With the recent passing of boxing legend Muhammad Ali, I have immersed myself in the deluge of media coverage from his life. It’s fascinating to watch clips from the 1960’s and 1970’s when Ali was in his prime as a fighter. He brought a self-confidence to the media never before seen, characterized by a commanding stage presence, a quick wit, and colorful use of rhythmic language. But not only was he charismatic in front of the cameras, he backed up that cocky and controversial persona with his skills in the ring as a boxer. In today’s world of social media and always on streaming video, it may not seem as big of a deal, but 50 years ago, Ali was unique.
Ali’s self-confidence was a defining trait that he exuded every time he spoke and in all of his actions. Although Ali may have taken it to the highest level, self-confidence has long been a characteristic admired and sought after both in work and in social settings. People equate self-confidence with success. And like it or not, appearances and perception are important. If you want to be successful, having strong self-confidence is a step in that direction.
At one time or another, most of us have wanted to be more self-confident. Maybe before a public speaking opportunity. Maybe in a social setting. Maybe presenting to our boss. No matter the situation, we tend to admire those that can command a room and appear to have everything under control. But while the outward appearance of being self-confident may seem completely natural to some, for most people, self-confidence doesn’t come easily. And like other skills and behaviors, self-confidence can be learned and developed.
What is Self-Confidence?
Self-confidence is the . Success starts with a strong belief in oneself. If you don’t believe in yourself, why should someone else? Most people are much too hard on themselves. They beat themselves up for every little thing. Isn’t life hard enough as it is? If you lack self-confidence, changing your attitude is a first step in the right direction. Start believing in yourself.
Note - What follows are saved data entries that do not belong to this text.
//! RBF solver graph model: solvers, poses, driver records, driven records.
//!
//! These are the records a DNA codec reads out of (and a commit writes back
//! into) the container's RBF sections, plus the editing state the pose editor
//! keeps alongside them (active indices, per-channel edit flags). Codecs
//! ignore the editing state.

use serde::{Deserialize, Serialize};

use crate::value::QUAT_IDENTITY;

/// Name reserved for the rest pose. Always present in a solver, never
/// removable or renamable.
pub const DEFAULT_POSE_NAME: &str = "default";

/// Fixed suffix tying a solver to its driver bone: solver name is the driver
/// bone name plus this suffix.
pub const RBF_SOLVER_SUFFIX: &str = "_UERBFSolver";

/// Solver name for a given driver bone.
pub fn solver_name_for_bone(bone_name: &str) -> String {
    format!("{bone_name}{RBF_SOLVER_SUFFIX}")
}

/// Driver bone name for a given solver name (strips the fixed suffix).
pub fn driver_bone_for_solver(solver_name: &str) -> &str {
    solver_name.strip_suffix(RBF_SOLVER_SUFFIX).unwrap_or(solver_name)
}

#[derive(Copy, Clone, Debug, Default, PartialEq, Eq, Serialize, Deserialize)]
pub enum SolverMode {
    Additive,
    #[default]
    Interpolative,
}

#[derive(Copy, Clone, Debug, Default, PartialEq, Eq, Serialize, Deserialize)]
pub enum DistanceMethod {
    Quaternion,
    #[default]
    SwingAngle,
    TwistAngle,
}

#[derive(Copy, Clone, Debug, Default, PartialEq, Eq, Serialize, Deserialize)]
pub enum NormalizeMethod {
    OnlyNormalizeAboveOne,
    #[default]
    AlwaysNormalize,
}

#[derive(Copy, Clone, Debug, Default, PartialEq, Eq, Serialize, Deserialize)]
pub enum FunctionType {
    #[default]
    Gaussian,
    Exponential,
    Linear,
    Cubic,
    Quintic,
}

#[derive(Copy, Clone, Debug, Default, PartialEq, Eq, Serialize, Deserialize)]
pub enum TwistAxis {
    #[default]
    X,
    Y,
    Z,
}

#[derive(Copy, Clone, Debug, Default, PartialEq, Eq, Serialize, Deserialize)]
pub enum RotationMode {
    #[default]
    Quaternion,
    EulerXyz,
}

/// What a driven record drives on the host side.
#[derive(Copy, Clone, Debug, Default, PartialEq, Eq, Serialize, Deserialize)]
pub enum DrivenDataType {
    #[default]
    Bone,
    ShapeKey,
    Mask,
}

/// The driver bone's transform that triggers a pose.
#[derive(Clone, Debug, Serialize, Deserialize, PartialEq)]
pub struct DriverRecord {
    pub solver_index: u16,
    pub pose_index: u16,
    /// Joint index within the DNA definition, once resolved.
    pub joint_index: Option<u16>,
    pub name: String,
    pub rotation_mode: RotationMode,
    pub euler_rotation: [f32; 3],
    /// (w, x, y, z)
    pub quaternion_rotation: [f32; 4],
}

impl DriverRecord {
    pub fn new(solver_index: u16, pose_index: u16, name: impl Into<String>) -> Self {
        Self {
            solver_index,
            pose_index,
            joint_index: None,
            name: name.into(),
            rotation_mode: RotationMode::default(),
            euler_rotation: [0.0; 3],
            quaternion_rotation: QUAT_IDENTITY,
        }
    }
}

/// One output captured at a pose: a bone transform delta, or a scalar driving
/// a shape key or mask channel.
#[derive(Clone, Debug, Serialize, Deserialize, PartialEq)]
pub struct DrivenRecord {
    pub pose_index: u16,
    pub joint_group_index: Option<u16>,
    pub joint_index: Option<u16>,
    pub name: String,
    pub data_type: DrivenDataType,
    pub rotation_mode: RotationMode,
    pub location: [f32; 3],
    pub euler_rotation: [f32; 3],
    /// (w, x, y, z)
    pub quaternion_rotation: [f32; 4],
    pub scale: [f32; 3],
    /// Channel value in [0, 1] for shape key / mask records.
    pub scalar_value: f32,

    // Editing state, refreshed by the diff pass. Not persisted.
    #[serde(skip)]
    pub location_edited: bool,
    #[serde(skip)]
    pub rotation_edited: bool,
    #[serde(skip)]
    pub scale_edited: bool,
}

impl DrivenRecord {
    pub fn new(pose_index: u16, name: impl Into<String>) -> Self {
        Self {
            pose_index,
            joint_group_index: None,
            joint_index: None,
            name: name.into(),
            data_type: DrivenDataType::default(),
            rotation_mode: RotationMode::default(),
            location: [0.0; 3],
            euler_rotation: [0.0; 3],
            quaternion_rotation: QUAT_IDENTITY,
            scale: [0.0; 3],
            scalar_value: 0.0,
            location_edited: false,
            rotation_edited: false,
            scale_edited: false,
        }
    }
}

/// One calibration sample of a solver.
#[derive(Clone, Debug, Serialize, Deserialize, PartialEq)]
pub struct Pose {
    pub solver_index: u16,
    /// Position in the DNA pose table for committed poses; session-created
    /// poses are assigned indices at or above the DNA-resident pose count so
    /// the commit step can tell append from overwrite.
    pub pose_index: u16,
    /// None means the commit step must find or create a joint group.
    pub joint_group_index: Option<u16>,
    pub name: String,
    pub scale_factor: f32,
    pub target_enable: bool,
    pub drivers: Vec<DriverRecord>,
    pub driven: Vec<DrivenRecord>,

    // Editing state. Not persisted.
    #[serde(skip)]
    pub driven_active_index: usize,
    #[serde(skip)]
    pub drivers_active_index: usize,
}

impl Pose {
    pub fn new(solver_index: u16, pose_index: u16, name: impl Into<String>) -> Self {
        Self {
            solver_index,
            pose_index,
            joint_group_index: None,
            name: name.into(),
            scale_factor: 1.0,
            target_enable: true,
            drivers: Vec::new(),
            driven: Vec::new(),
            driven_active_index: 0,
            drivers_active_index: 0,
        }
    }

    #[inline]
    pub fn is_default(&self) -> bool {
        self.name == DEFAULT_POSE_NAME
    }

    pub fn driven_by_name(&self, name: &str) -> Option<&DrivenRecord> {
        self.driven.iter().find(|d| d.name == name)
    }

    pub fn driven_by_name_mut(&mut self, name: &str) -> Option<&mut DrivenRecord> {
        self.driven.iter_mut().find(|d| d.name == name)
    }
}

/// A named RBF unit bound to one driver bone, holding an ordered pose list.
#[derive(Clone, Debug, Serialize, Deserialize, PartialEq)]
pub struct Solver {
    pub solver_index: u16,
    pub name: String,
    pub mode: SolverMode,
    pub radius: f32,
    pub weight_threshold: f32,
    pub distance_method: DistanceMethod,
    pub normalize_method: NormalizeMethod,
    pub function_type: FunctionType,
    pub twist_axis: TwistAxis,
    pub automatic_radius: bool,
    pub poses: Vec<Pose>,

    // Editing state. Not persisted.
    #[serde(skip)]
    pub poses_active_index: usize,
}

impl Solver {
    pub fn new(solver_index: u16, name: impl Into<String>) -> Self {
        Self {
            solver_index,
            name: name.into(),
            mode: SolverMode::default(),
            radius: 50.0,
            weight_threshold: 0.001,
            distance_method: DistanceMethod::default(),
            normalize_method: NormalizeMethod::default(),
            function_type: FunctionType::default(),
            twist_axis: TwistAxis::default(),
            automatic_radius: false,
            poses: Vec::new(),
            poses_active_index: 0,
        }
    }

    /// The driver bone this solver is bound to (derived from the name).
    #[inline]
    pub fn driver_bone_name(&self) -> &str {
        driver_bone_for_solver(&self.name)
    }

    pub fn pose_by_name(&self, name: &str) -> Option<&Pose> {
        self.poses.iter().find(|p| p.name == name)
    }

    pub fn pose_position(&self, name: &str) -> Option<usize> {
        self.poses.iter().position(|p| p.name == name)
    }

    /// The solver's joint group: every bone driven by any pose, in first-seen
    /// order. All poses are kept referencing this same set by the editor.
    pub fn joint_group_bones(&self) -> Vec<String> {
        let mut seen = hashbrown::HashSet::new();
        let mut bones = Vec::new();
        for pose in &self.poses {
            for driven in &pose.driven {
                if driven.data_type == DrivenDataType::Bone && seen.insert(driven.name.clone()) {
                    bones.push(driven.name.clone());
                }
            }
        }
        bones
    }
}

#[cfg(test)]
mod tests {
    use super::*;

    #[test]
    fn solver_name_round_trip() {
        assert_eq!(solver_name_for_bone("calf_l"), "calf_l_UERBFSolver");
        assert_eq!(driver_bone_for_solver("calf_l_UERBFSolver"), "calf_l");
        // Names without the suffix pass through unchanged.
        assert_eq!(driver_bone_for_solver("calf_l"), "calf_l");
    }

    #[test]
    fn joint_group_is_first_seen_order_without_duplicates() {
        let mut solver = Solver::new(0, solver_name_for_bone("calf_l"));
        let mut a = Pose::new(0, 0, DEFAULT_POSE_NAME);
        a.driven.push(DrivenRecord::new(0, "calf_knee_l"));
        let mut b = Pose::new(0, 1, "calf_l_back_90");
        b.driven.push(DrivenRecord::new(1, "calf_knee_l"));
        b.driven.push(DrivenRecord::new(1, "calf_kneeBack_l"));
        solver.poses.push(a);
        solver.poses.push(b);
        assert_eq!(solver.joint_group_bones(), vec!["calf_knee_l", "calf_kneeBack_l"]);
    }
}
//! Change tracking for pose editing sessions.
//!
//! The tracker owns the baseline snapshot and two change lists, recomputed in
//! full on demand by diffing the live graph against the snapshot. It never
//! mutates the snapshot and computing changes twice in a row yields the same
//! result.

use serde::{Deserialize, Serialize};

use metadna_api_core::value::{quat_angle_between, vec3_distance};
use metadna_api_core::{DrivenDataType, Value, DEFAULT_POSE_NAME};

use crate::config::Config;
use crate::session::EditSession;
use crate::snapshot::{create_snapshot, PoseSnapshot, Snapshot};

/// Kinds of changes that can be tracked.
#[derive(Copy, Clone, Debug, PartialEq, Eq, Serialize, Deserialize)]
pub enum ChangeKind {
    PoseAdded,
    PoseRemoved,
    PoseRenamed,
    SolverAdded,
    SolverRemoved,
    DrivenBoneAdded,
    DrivenBoneRemoved,
    DriverModified,
    DrivenLocation,
    DrivenRotation,
    DrivenScale,
}

/// A change to a single bone's transform.
#[derive(Clone, Debug, Serialize, Deserialize, PartialEq)]
pub struct BoneChange {
    pub bone_name: String,
    pub pose_name: String,
    pub solver_name: String,
    pub kind: ChangeKind,
    pub old_value: Option<Value>,
    pub new_value: Option<Value>,
}

impl BoneChange {
    /// Human-readable one-liner for this change.
    pub fn summary(&self) -> String {
        let label = match self.kind {
            ChangeKind::DrivenLocation => "location",
            ChangeKind::DrivenRotation => "rotation",
            ChangeKind::DrivenScale => "scale",
            ChangeKind::DriverModified => "driver rotation",
            _ => "transform",
        };
        format!("{}: {} modified", self.bone_name, label)
    }
}

/// A structural change: pose/solver/driven-bone added or removed.
#[derive(Clone, Debug, Serialize, Deserialize, PartialEq)]
pub struct StructuralChange {
    pub kind: ChangeKind,
    pub name: String,
    /// For poses: the solver name. For bones: "solver/pose".
    pub parent_name: String,
}

impl StructuralChange {
    /// Human-readable one-liner for this change.
    pub fn summary(&self) -> String {
        match self.kind {
            ChangeKind::PoseAdded => format!("Added pose '{}' to {}", self.name, self.parent_name),
            ChangeKind::PoseRemoved => {
                format!("Removed pose '{}' from {}", self.name, self.parent_name)
            }
            ChangeKind::SolverAdded => format!("Added solver '{}'", self.name),
            ChangeKind::SolverRemoved => format!("Removed solver '{}'", self.name),
            ChangeKind::DrivenBoneAdded => {
                format!("Added bone '{}' to {}", self.name, self.parent_name)
            }
            ChangeKind::DrivenBoneRemoved => {
                format!("Removed bone '{}' from {}", self.name, self.parent_name)
            }
            ChangeKind::PoseRenamed => format!("Renamed pose to '{}'", self.name),
            _ => format!("{:?}: {}", self.kind, self.name),
        }
    }
}

/// All changes made during a pose editing session, relative to the snapshot
/// taken when editing began.
#[derive(Clone, Debug, Default, Serialize, Deserialize)]
pub struct ChangeTracker {
    pub initial_snapshot: Snapshot,
    pub bone_changes: Vec<BoneChange>,
    pub structural_changes: Vec<StructuralChange>,
}

impl ChangeTracker {
    pub fn new(initial_snapshot: Snapshot) -> Self {
        Self {
            initial_snapshot,
            bone_changes: Vec::new(),
            structural_changes: Vec::new(),
        }
    }

    #[inline]
    pub fn has_changes(&self) -> bool {
        !self.bone_changes.is_empty() || !self.structural_changes.is_empty()
    }

    #[inline]
    pub fn change_count(&self) -> usize {
        self.bone_changes.len() + self.structural_changes.len()
    }

    /// Render up to `max_lines` change summaries, structural changes first,
    /// with an overflow marker when truncated.
    pub fn summary_lines(&self, max_lines: usize) -> Vec<String> {
        let mut lines: Vec<String> = self
            .structural_changes
            .iter()
            .take(max_lines)
            .map(|c| c.summary())
            .collect();

        let remaining = max_lines.saturating_sub(lines.len());
        lines.extend(self.bone_changes.iter().take(remaining).map(|c| c.summary()));

        let total = self.change_count();
        let shown = lines.len();
        if total > shown {
            lines.push(format!("... and {} more changes", total - shown));
        }

        lines
    }

    /// Group bone changes by pose name, preserving change order.
    pub fn bone_changes_by_pose(&self) -> indexmap::IndexMap<String, Vec<&BoneChange>> {
        let mut by_pose: indexmap::IndexMap<String, Vec<&BoneChange>> = indexmap::IndexMap::new();
        for change in &self.bone_changes {
            by_pose.entry(change.pose_name.clone()).or_default().push(change);
        }
        by_pose
    }

    /// Export the rendered summary as serde_json::Value (stable schema for
    /// overlays and HUDs).
    pub fn export_summary_json(&self, max_lines: usize) -> serde_json::Value {
        serde_json::json!({
            "total": self.change_count(),
            "structural": self.structural_changes.len(),
            "bones": self.bone_changes.len(),
            "lines": self.summary_lines(max_lines),
        })
    }

    pub fn clear(&mut self) {
        self.bone_changes.clear();
        self.structural_changes.clear();
        self.initial_snapshot = Snapshot::default();
    }
}

fn compare_pose_records(
    tracker: &mut ChangeTracker,
    pose: &metadna_api_core::Pose,
    solver_name: &str,
    initial_pose: &PoseSnapshot,
    threshold: f32,
) {
    // Driven-bone set differences against the baseline.
    for driven in &pose.driven {
        if driven.data_type == DrivenDataType::Bone && !initial_pose.driven.contains_key(&driven.name)
        {
            tracker.structural_changes.push(StructuralChange {
                kind: ChangeKind::DrivenBoneAdded,
                name: driven.name.clone(),
                parent_name: format!("{}/{}", solver_name, pose.name),
            });
        }
    }
    for bone_name in initial_pose.driven.keys() {
        if pose.driven_by_name(bone_name).is_none() {
            tracker.structural_changes.push(StructuralChange {
                kind: ChangeKind::DrivenBoneRemoved,
                name: bone_name.clone(),
                parent_name: format!("{}/{}", solver_name, pose.name),
            });
        }
    }

    // Transform deltas for driven bones present on both sides.
    for driven in &pose.driven {
        let Some(initial) = initial_pose.driven.get(&driven.name) else {
            continue;
        };

        if vec3_distance(driven.location, initial.location) > threshold {
            tracker.bone_changes.push(BoneChange {
                bone_name: driven.name.clone(),
                pose_name: pose.name.clone(),
                solver_name: solver_name.to_string(),
                kind: ChangeKind::DrivenLocation,
                old_value: Some(Value::Vec3(initial.location)),
                new_value: Some(Value::Vec3(driven.location)),
            });
        }
        if vec3_distance(driven.euler_rotation, initial.rotation) > threshold {
            tracker.bone_changes.push(BoneChange {
                bone_name: driven.name.clone(),
                pose_name: pose.name.clone(),
                solver_name: solver_name.to_string(),
                kind: ChangeKind::DrivenRotation,
                old_value: Some(Value::Vec3(initial.rotation)),
                new_value: Some(Value::Vec3(driven.euler_rotation)),
            });
        }
        if vec3_distance(driven.scale, initial.scale) > threshold {
            tracker.bone_changes.push(BoneChange {
                bone_name: driven.name.clone(),
                pose_name: pose.name.clone(),
                solver_name: solver_name.to_string(),
                kind: ChangeKind::DrivenScale,
                old_value: Some(Value::Vec3(initial.scale)),
                new_value: Some(Value::Vec3(driven.scale)),
            });
        }
    }

    // Driver calibration drift, measured as a rotation-difference angle.
    for driver in &pose.drivers {
        let Some(&initial_quat) = initial_pose.drivers.get(&driver.name) else {
            continue;
        };
        if quat_angle_between(initial_quat, driver.quaternion_rotation) > threshold {
            tracker.bone_changes.push(BoneChange {
                bone_name: driver.name.clone(),
                pose_name: pose.name.clone(),
                solver_name: solver_name.to_string(),
                kind: ChangeKind::DriverModified,
                old_value: Some(Value::Quat(initial_quat)),
                new_value: Some(Value::Quat(driver.quaternion_rotation)),
            });
        }
    }
}

/// Diff the session's live graph against `initial_snapshot`.
///
/// Changes are appended in solver-then-pose-then-bone iteration order and
/// never re-sorted. Returns an empty tracker when no rig is bound.
pub fn compute_changes(
    session: &EditSession,
    initial_snapshot: &Snapshot,
    config: &Config,
) -> ChangeTracker {
    let mut tracker = ChangeTracker::new(initial_snapshot.clone());

    if !session.has_armature() {
        return tracker;
    }

    let threshold = config.bone_delta_threshold;

    // Solver set differences.
    for solver in &session.solvers {
        if initial_snapshot.solver(&solver.name).is_none() {
            tracker.structural_changes.push(StructuralChange {
                kind: ChangeKind::SolverAdded,
                name: solver.name.clone(),
                parent_name: String::new(),
            });
        }
    }
    for solver_name in initial_snapshot.solvers.keys() {
        if session.solver_by_name(solver_name).is_none() {
            tracker.structural_changes.push(StructuralChange {
                kind: ChangeKind::SolverRemoved,
                name: solver_name.clone(),
                parent_name: String::new(),
            });
        }
    }

    // Pose differences and transform comparisons, per surviving solver.
    for solver in &session.solvers {
        let Some(initial_solver) = initial_snapshot.solver(&solver.name) else {
            continue;
        };

        for pose in &solver.poses {
            // "default" always pre-exists conceptually, so it is exempt from
            // added-pose reporting.
            if pose.name != DEFAULT_POSE_NAME && !initial_solver.poses.contains_key(&pose.name) {
                tracker.structural_changes.push(StructuralChange {
                    kind: ChangeKind::PoseAdded,
                    name: pose.name.clone(),
                    parent_name: solver.name.clone(),
                });
            }
        }
        for pose_name in &initial_solver.pose_names {
            if solver.pose_by_name(pose_name).is_none() {
                tracker.structural_changes.push(StructuralChange {
                    kind: ChangeKind::PoseRemoved,
                    name: pose_name.clone(),
                    parent_name: solver.name.clone(),
                });
            }
        }

        for pose in &solver.poses {
            if let Some(initial_pose) = initial_solver.poses.get(&pose.name) {
                compare_pose_records(&mut tracker, pose, &solver.name, initial_pose, threshold);
            }
        }
    }

    tracker
}

/// Refresh the per-driven `*_edited` flags from the baseline comparison.
/// Purely a display affordance; the tracker itself is authoritative.
pub fn refresh_edit_flags(session: &mut EditSession, initial_snapshot: &Snapshot, config: &Config) {
    let threshold = config.bone_delta_threshold;
    for solver in &mut session.solvers {
        let Some(initial_solver) = initial_snapshot.solvers.get(&solver.name) else {
            continue;
        };
        for pose in &mut solver.poses {
            let Some(initial_pose) = initial_solver.poses.get(&pose.name) else {
                continue;
            };
            for driven in &mut pose.driven {
                let Some(initial) = initial_pose.driven.get(&driven.name) else {
                    continue;
                };
                driven.location_edited =
                    vec3_distance(driven.location, initial.location) > threshold;
                driven.rotation_edited =
                    vec3_distance(driven.euler_rotation, initial.rotation) > threshold;
                driven.scale_edited = vec3_distance(driven.scale, initial.scale) > threshold;
            }
        }
    }
}

/// Take the baseline snapshot for a session that just entered edit mode and
/// return a fresh tracker over it.
pub fn initialize_tracking(session: &mut EditSession) -> ChangeTracker {
    let snapshot = create_snapshot(session);
    log::debug!(
        "initialized pose editor change tracking with {} solvers",
        snapshot.solvers.len()
    );
    let tracker = ChangeTracker::new(snapshot.clone());
    session.initial_snapshot = Some(snapshot);
    tracker
}

/// Recompute the tracker against the session's stored baseline, initializing
/// tracking first if it has not started yet.
pub fn update_tracking(session: &mut EditSession) -> ChangeTracker {
    let Some(snapshot) = session.initial_snapshot.clone() else {
        return initialize_tracking(session);
    };
    let config = session.config;
    let tracker = compute_changes(session, &snapshot, &config);
    refresh_edit_flags(session, &snapshot, &config);
    tracker
}

/// Drop all tracking state; called when an editing session ends.
pub fn clear_tracking(session: &mut EditSession) {
    session.initial_snapshot = None;
    log::debug!("cleared pose editor change tracking");
}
For most of us, familiarity is a big part of self-confidence. When you are comfortable, in your element, surrounded by people you know, it’s easier to be confident. Self-confidence is also knowing that you can handle uncomfortable situations, unknown environments, and new people.
Self-confidence isn’t the same as cockiness. Cocky people are annoying. Maybe they’re over-confident. Maybe they’re under-confident. But either way, don’t be cocky. Ali was one of the few people that could pull off being cocky. And he was the heavyweight champion of the world in a sport known for bragging. For the rest of us, confidence coupled with humility is the way to go. There is nothing like having a strong belief in yourself, knowing it, but not showing it off. You do not need to be the center of attention to be self-confident.
Learn to be Confident
When it comes down to it, self-confidence is really a state of mind. For some, it comes more naturally. But for many others, it takes time to develop. But either way, stop thinking that self-confidence is a characteristic that you are born with. It’s not an innate trait that only a select few possess. Instead, self-confidence is developed from within. It is a skill that can be learned. And like any other skill, sitting around wishing you had more won’t do much good. Instead, take the following steps to start building your self-confidence:
Preparation. I’ve always believed that I could work harder than the next guy and be successful. And while I cannot control every situation, I can be better prepared than everyone else. Nothing drains your confidence more than feeling unprepared. Imagine sitting in school, or in your boss’ office, or in front of a group of people. What if you not only knew the answer to every question that was asked, but you knew ahead of time which questions would be asked? There is no substitute for hard work and no excuse for not being prepared.
Practice. It’s an extension of preparation, but when you have an upcoming situation where you want to come across confident, it’s a good idea to spend some time practicing how you will act and what you will say. Visualize the entire process from start to finish. Whenever I have to speak publicly, I typically practice at least 10 times in front of a mirror beforehand. Practicing will improve your performance, but it will also give you more confidence about what you are saying and how you are saying it.
Pretend. And lastly, as the saying goes, “fake it until you make it.” Unlike emotions, behaviors can be controlled. Whether you “feel” confident or not isn’t as important as whether you act confident. Worrying about things won’t change them, so don’t bother. As long as you have prepared and have practiced, you will do fine. And over time, as you continue developing, the external display of confidence will help you start to feel more and more confident. And eventually, you won’t need to pretend anymore.
Readers, are you confident? Did it come naturally or did you need to work at it? Do you have any other suggestions about how to improve your confidence?